People don’t actually die in threes. The “rule of threes” is a persistent cultural belief, not a statistical reality. What’s really happening is a combination of cognitive biases, media framing, and the simple math of how often notable people die. Your brain is wired to find patterns, and three happens to be the number where a pattern starts to feel real.
Where the Belief Comes From
The idea that celebrity deaths cluster in threes has been around for decades, and certain high-profile examples have cemented it in popular memory. The 1959 plane crash that killed Buddy Holly, the Big Bopper, and Ritchie Valens is one of the earliest and most literal examples. In June 2009, Ed McMahon died on the 23rd, Farrah Fawcett on the 25th, and Michael Jackson on the same day. In December 2016, George Michael died on Christmas Day, Carrie Fisher the next day, and Debbie Reynolds two days later.
These clusters are striking, and they stick in memory precisely because they feel meaningful. But the number three itself carries cultural weight far beyond death. Gold, silver, and bronze medals. Three-act story structures. The Three Musketeers. Michael Eck, a professor who studies the pattern, has noted that three is the “sweet spot for continuity,” the smallest number that feels like a real sequence rather than a coincidence. Two deaths might be sad.
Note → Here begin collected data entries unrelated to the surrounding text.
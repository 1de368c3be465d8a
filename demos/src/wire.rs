//! UDP transport adapters: the socket-facing ends of the
//! [`roc_packet::PacketSink`]/[`roc_packet::PacketSource`] seam (spec §3),
//! standing in for the real network every `roc-*` pipeline stage is built
//! against in tests with an in-process queue instead.

use std::net::{SocketAddr, UdpSocket};

use bytes::{Bytes, BytesMut};
use roc_fec::{FecScheme, PayloadId};
use roc_packet::views::FecView;
use roc_packet::{Packet, PacketComposer, PacketFlags, PacketParser, PacketSink, PacketSource};
use roc_rtp::RtpCodec;
use roc_shared::error::{Error, Result};
use roc_shared::marshal::{Marshal, Unmarshal};

const MAX_DATAGRAM: usize = 2048;

fn would_block(e: &std::io::Error) -> bool {
    matches!(e.kind(), std::io::ErrorKind::WouldBlock | std::io::ErrorKind::TimedOut)
}

/// Sends RTP source packets to a fixed peer over one UDP socket.
pub struct UdpRtpSink {
    socket: UdpSocket,
    dest: SocketAddr,
}

impl UdpRtpSink {
    pub fn new(socket: UdpSocket, dest: SocketAddr) -> Self {
        Self { socket, dest }
    }
}

impl PacketSink for UdpRtpSink {
    fn write(&mut self, packet: Packet) -> Result<()> {
        let bytes = RtpCodec.compose(&packet)?;
        self.socket.send_to(&bytes, self.dest)?;
        Ok(())
    }
}

/// Reads RTP source packets off one UDP socket, non-blocking: a timed-out
/// `recv` surfaces as `Ok(None)` rather than an error (spec §3 "a parser
/// creates a packet on receive").
pub struct UdpRtpSource {
    socket: UdpSocket,
    local: SocketAddr,
}

impl UdpRtpSource {
    pub fn new(socket: UdpSocket) -> Result<Self> {
        let local = socket.local_addr()?;
        Ok(Self { socket, local })
    }
}

impl PacketSource for UdpRtpSource {
    fn read(&mut self) -> Result<Option<Packet>> {
        let mut buf = [0u8; MAX_DATAGRAM];
        match self.socket.recv_from(&mut buf) {
            Ok((n, peer)) => Ok(Some(RtpCodec.parse(Bytes::copy_from_slice(&buf[..n]), peer, self.local)?)),
            Err(e) if would_block(&e) => Ok(None),
            Err(e) => Err(e.into()),
        }
    }
}

/// Sends FEC repair packets to a fixed peer over one UDP socket. Repair
/// packets carry no RTP view of their own (spec §4.2), so the wire layout
/// here is just the addressing header (spec §6 "PayloadId") followed by the
/// repair symbol.
pub struct UdpFecSink {
    socket: UdpSocket,
    dest: SocketAddr,
}

impl UdpFecSink {
    pub fn new(socket: UdpSocket, dest: SocketAddr) -> Self {
        Self { socket, dest }
    }
}

impl PacketSink for UdpFecSink {
    fn write(&mut self, packet: Packet) -> Result<()> {
        let fec = packet.fec().ok_or(Error::BadOperation)?;
        let id = PayloadId::for_rs8m(fec.source_block_number, fec.encoding_symbol_id, fec.source_block_length, fec.block_length);
        let mut buf = BytesMut::with_capacity(id.marshal_size() + fec.payload.len());
        buf.extend_from_slice(&id.marshal()?);
        buf.extend_from_slice(&fec.payload);
        self.socket.send_to(&buf, self.dest)?;
        Ok(())
    }
}

/// Reads FEC repair packets off one UDP socket, rebuilding the bare
/// `FecView` (no RTP view, `Repair` flag set) `ReceiverSlot::on_packet`
/// expects (spec §4.2, §4.6). `scheme` comes from the endpoint's own
/// configuration, since both FEC schemes share one wire layout (spec §9
/// open question) and can't be told apart from the bytes alone.
pub struct UdpFecSource {
    socket: UdpSocket,
    scheme: FecScheme,
}

impl UdpFecSource {
    pub fn new(socket: UdpSocket, scheme: FecScheme) -> Self {
        Self { socket, scheme }
    }
}

impl PacketSource for UdpFecSource {
    fn read(&mut self) -> Result<Option<Packet>> {
        let mut buf = [0u8; MAX_DATAGRAM];
        match self.socket.recv_from(&mut buf) {
            Ok((n, _peer)) => {
                let mut remaining = Bytes::copy_from_slice(&buf[..n]);
                let id = PayloadId::unmarshal(&mut remaining)?;
                let packet = Packet::empty();
                packet.set_flags(PacketFlags::REPAIR);
                packet.set_fec(FecView {
                    scheme: self.scheme,
                    encoding_symbol_id: id.esi,
                    source_block_number: id.sbn,
                    source_block_length: id.k,
                    block_length: id.block_length(),
                    payload: remaining,
                });
                Ok(Some(packet))
            }
            Err(e) if would_block(&e) => Ok(None),
            Err(e) => Err(e.into()),
        }
    }
}

/// Binds a non-blocking UDP socket at `local`, for either a sink or a
/// source (a demo process only ever does one or the other per socket).
pub fn bind_nonblocking(local: SocketAddr) -> Result<UdpSocket> {
    let socket = UdpSocket::bind(local)?;
    socket.set_nonblocking(true)?;
    Ok(socket)
}

/// RTCP control channel over one non-blocking UDP socket bound to `dest`'s
/// peer (spec §6 "AudioControl"): whole compound datagrams in, whole
/// compound datagrams out, no packet framing involved at all.
pub struct UdpControlTransport {
    socket: UdpSocket,
    dest: SocketAddr,
}

impl UdpControlTransport {
    pub fn new(socket: UdpSocket, dest: SocketAddr) -> Self {
        Self { socket, dest }
    }
}

impl roc::ControlTransport for UdpControlTransport {
    fn send(&mut self, datagram: Bytes) -> Result<()> {
        self.socket.send_to(&datagram, self.dest)?;
        Ok(())
    }

    fn recv(&mut self) -> Result<Option<Bytes>> {
        let mut buf = [0u8; MAX_DATAGRAM];
        match self.socket.recv_from(&mut buf) {
            Ok((n, _peer)) => Ok(Some(Bytes::copy_from_slice(&buf[..n]))),
            Err(e) if would_block(&e) => Ok(None),
            Err(e) => Err(e.into()),
        }
    }
}
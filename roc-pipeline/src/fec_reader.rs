//! FEC reader (receiver, spec §4.6): tracks in-flight blocks, reconstructs
//! missing source packets once a block becomes decodable, and abandons
//! blocks the read cursor has moved past.

use std::collections::BTreeMap;

use bytes::Bytes;
use roc_fec::decode;
use roc_packet::views::{FecScheme, RtpView};
use roc_packet::{Packet, PacketFlags};
use roc_shared::error::Result;

struct Anchor {
    seqnum: u16,
    timestamp: u32,
    esi: u16,
    ssrc: u32,
    payload_type: u8,
}

struct BlockState {
    scheme: FecScheme,
    source_block_length: u16,
    block_length: u16,
    shards: Vec<Option<Vec<u8>>>, // index 0..source_block_length = source, rest = repair
    anchor: Option<Anchor>,
    decoded: bool,
}

impl BlockState {
    fn new(scheme: FecScheme, source_block_length: u16, block_length: u16) -> Self {
        Self {
            scheme,
            source_block_length,
            block_length,
            shards: vec![None; block_length as usize],
            anchor: None,
            decoded: false,
        }
    }

    fn present_count(&self) -> usize {
        self.shards.iter().filter(|s| s.is_some()).count()
    }
}

pub struct FecReader {
    samples_per_packet: u32,
    capacity_blocks: usize,
    blocks: BTreeMap<u16, BlockState>,
    cursor_sbn: Option<u16>,
}

impl FecReader {
    pub fn new(samples_per_packet: u32, capacity_blocks: usize) -> Self {
        Self {
            samples_per_packet,
            capacity_blocks,
            blocks: BTreeMap::new(),
            cursor_sbn: None,
        }
    }

    /// Feeds one arrived source packet (not yet known to be missing).
    pub fn push_source(&mut self, packet: &Packet) -> Result<()> {
        let fec = packet.fec().ok_or(roc_shared::error::Error::BadProtocol)?;
        let rtp = packet.rtp().ok_or(roc_shared::error::Error::BadProtocol)?;
        let block = self.block_mut(fec.scheme, fec.source_block_number, fec.source_block_length, fec.block_length);
        let esi = fec.encoding_symbol_id as usize;
        if esi < block.shards.len() {
            block.shards[esi] = Some(rtp.payload.to_vec());
        }
        if block.anchor.is_none() {
            block.anchor = Some(Anchor {
                seqnum: rtp.seqnum,
                timestamp: rtp.timestamp,
                esi: fec.encoding_symbol_id,
                ssrc: rtp.ssrc,
                payload_type: rtp.payload_type,
            });
        }
        Ok(())
    }

    /// Feeds one arrived repair packet.
    pub fn push_repair(&mut self, packet: &Packet) -> Result<()> {
        let fec = packet.fec().ok_or(roc_shared::error::Error::BadProtocol)?;
        let block = self.block_mut(fec.scheme, fec.source_block_number, fec.source_block_length, fec.block_length);
        let idx = block.source_block_length as usize + fec.encoding_symbol_id as usize;
        if idx < block.shards.len() {
            block.shards[idx] = Some(fec.payload.to_vec());
        }
        Ok(())
    }

    fn block_mut(&mut self, scheme: FecScheme, sbn: u16, n: u16, block_length: u16) -> &mut BlockState {
        self.blocks
            .entry(sbn)
            .or_insert_with(|| BlockState::new(scheme, n, block_length))
    }

    /// Attempts to decode every block that has become decodable (≥ N
    /// symbols present), ascending by `source_block_number`, returning the
    /// reconstructed source packets it didn't already have (spec §4.6).
    pub fn drain_decodable(&mut self) -> Result<Vec<Packet>> {
        let mut recovered = Vec::new();
        let sbns: Vec<u16> = self.blocks.keys().copied().collect();
        for sbn in sbns {
            let decodable = {
                let block = self.blocks.get(&sbn).unwrap();
                !block.decoded && block.present_count() >= block.source_block_length as usize
            };
            if !decodable {
                continue;
            }
            let block = self.blocks.get_mut(&sbn).unwrap();
            let Some(anchor) = &block.anchor else { continue };
            let k = block.source_block_length as usize;
            let m = (block.block_length - block.source_block_length) as usize;
            let available: Vec<(usize, Vec<u8>)> = block
                .shards
                .iter()
                .enumerate()
                .filter_map(|(i, s)| s.clone().map(|v| (i, v)))
                .collect();
            let reconstructed = decode(block.scheme, &available, k, m)?;
            for (esi, payload) in reconstructed.into_iter().enumerate() {
                if block.shards[esi].is_some() {
                    continue;
                }
                let seqnum = anchor
                    .seqnum
                    .wrapping_add(esi as u16)
                    .wrapping_sub(anchor.esi);
                let ts_delta = (esi as i64 - anchor.esi as i64) * self.samples_per_packet as i64;
                let timestamp = (anchor.timestamp as i64).wrapping_add(ts_delta) as u32;
                let packet = Packet::empty();
                packet.set_rtp(RtpView {
                    payload_type: anchor.payload_type,
                    ssrc: anchor.ssrc,
                    seqnum,
                    timestamp,
                    marker: false,
                    capture_timestamp: 0,
                    payload: Bytes::from(payload),
                });
                packet.set_flags(PacketFlags::RESTORED);
                recovered.push(packet);
            }
            block.decoded = true;
        }
        Ok(recovered)
    }

    /// Abandons any block whose end (`sbn + 1`, modulo 2¹⁶) the cursor has
    /// moved past without it becoming decodable (spec §4.6).
    pub fn advance_cursor(&mut self, sbn: u16) {
        self.cursor_sbn = Some(sbn);
        self.blocks.retain(|&block_sbn, block| block.decoded || !is_behind(block_sbn, sbn));
        while self.blocks.len() > self.capacity_blocks {
            if let Some(&oldest) = self.blocks.keys().next() {
                self.blocks.remove(&oldest);
            }
        }
    }
}

fn is_behind(sbn: u16, cursor: u16) -> bool {
    cursor.wrapping_sub(sbn) < 0x8000 && sbn != cursor
}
Three feels like something is happening.
Your Brain Is Built to See Patterns
The core reason people believe deaths come in threes is a cognitive tendency called apophenia: the brain’s habit of perceiving meaningful connections between unrelated things. This isn’t a flaw. Evolutionary psychologists consider it a feature that helped early humans survive. Spotting a pattern quickly, even a false one, was less dangerous than missing a real threat. The cost of seeing a tiger in the bushes when there wasn’t one was low. The cost of missing an actual tiger was death.
Your brain uses several pattern-recognition strategies simultaneously. It matches new information against templates stored in memory, and it doesn’t require an exact match. If some features line up, the brain fills in the rest and declares a pattern found. When you’ve already heard that “deaths come in threes,” your brain has a ready-made template. Two celebrity deaths hit the news, and your pattern-detection system starts scanning for a third. When it arrives, the template locks in, and the belief strengthens.
A related phenomenon, the clustering illusion, makes random events look grouped. In any truly random sequence, clusters happen naturally. Flip a coin 100 times and you’ll get streaks of heads or tails that look suspicious but are statistically expected. Celebrity deaths work the same way. Someone notable dies in the United States roughly every few days. Clusters of three within a short window aren’t remarkable at all. They’re inevitable.
Confirmation Bias Keeps the Myth Alive
Once you believe deaths come in threes, confirmation bias takes over. This is the tendency to notice and remember evidence that supports what you already believe, while ignoring everything that contradicts it. Someone dies in the United States every 11 seconds. When three celebrities happen to die close together, that cluster gets noticed, discussed, and filed away as proof. When a single prominent person dies and nobody else famous follows for weeks, no one thinks, “Well, that disproves the rule of threes.” The non-event simply goes unnoticed.
The criteria for what “counts” are also remarkably flexible. The people don’t need to share a profession, age, or cause of death. The timeframe stretches or contracts to fit. In the 2020 example often cited, Naya Rivera died on July 8, Kelly Preston on July 12, and Regis Philbin on July 24, a span of over two weeks. If a fourth celebrity had died on July 26, the grouping would have simply shifted to exclude one and include another. The rule is unfalsifiable because the goalposts move every time.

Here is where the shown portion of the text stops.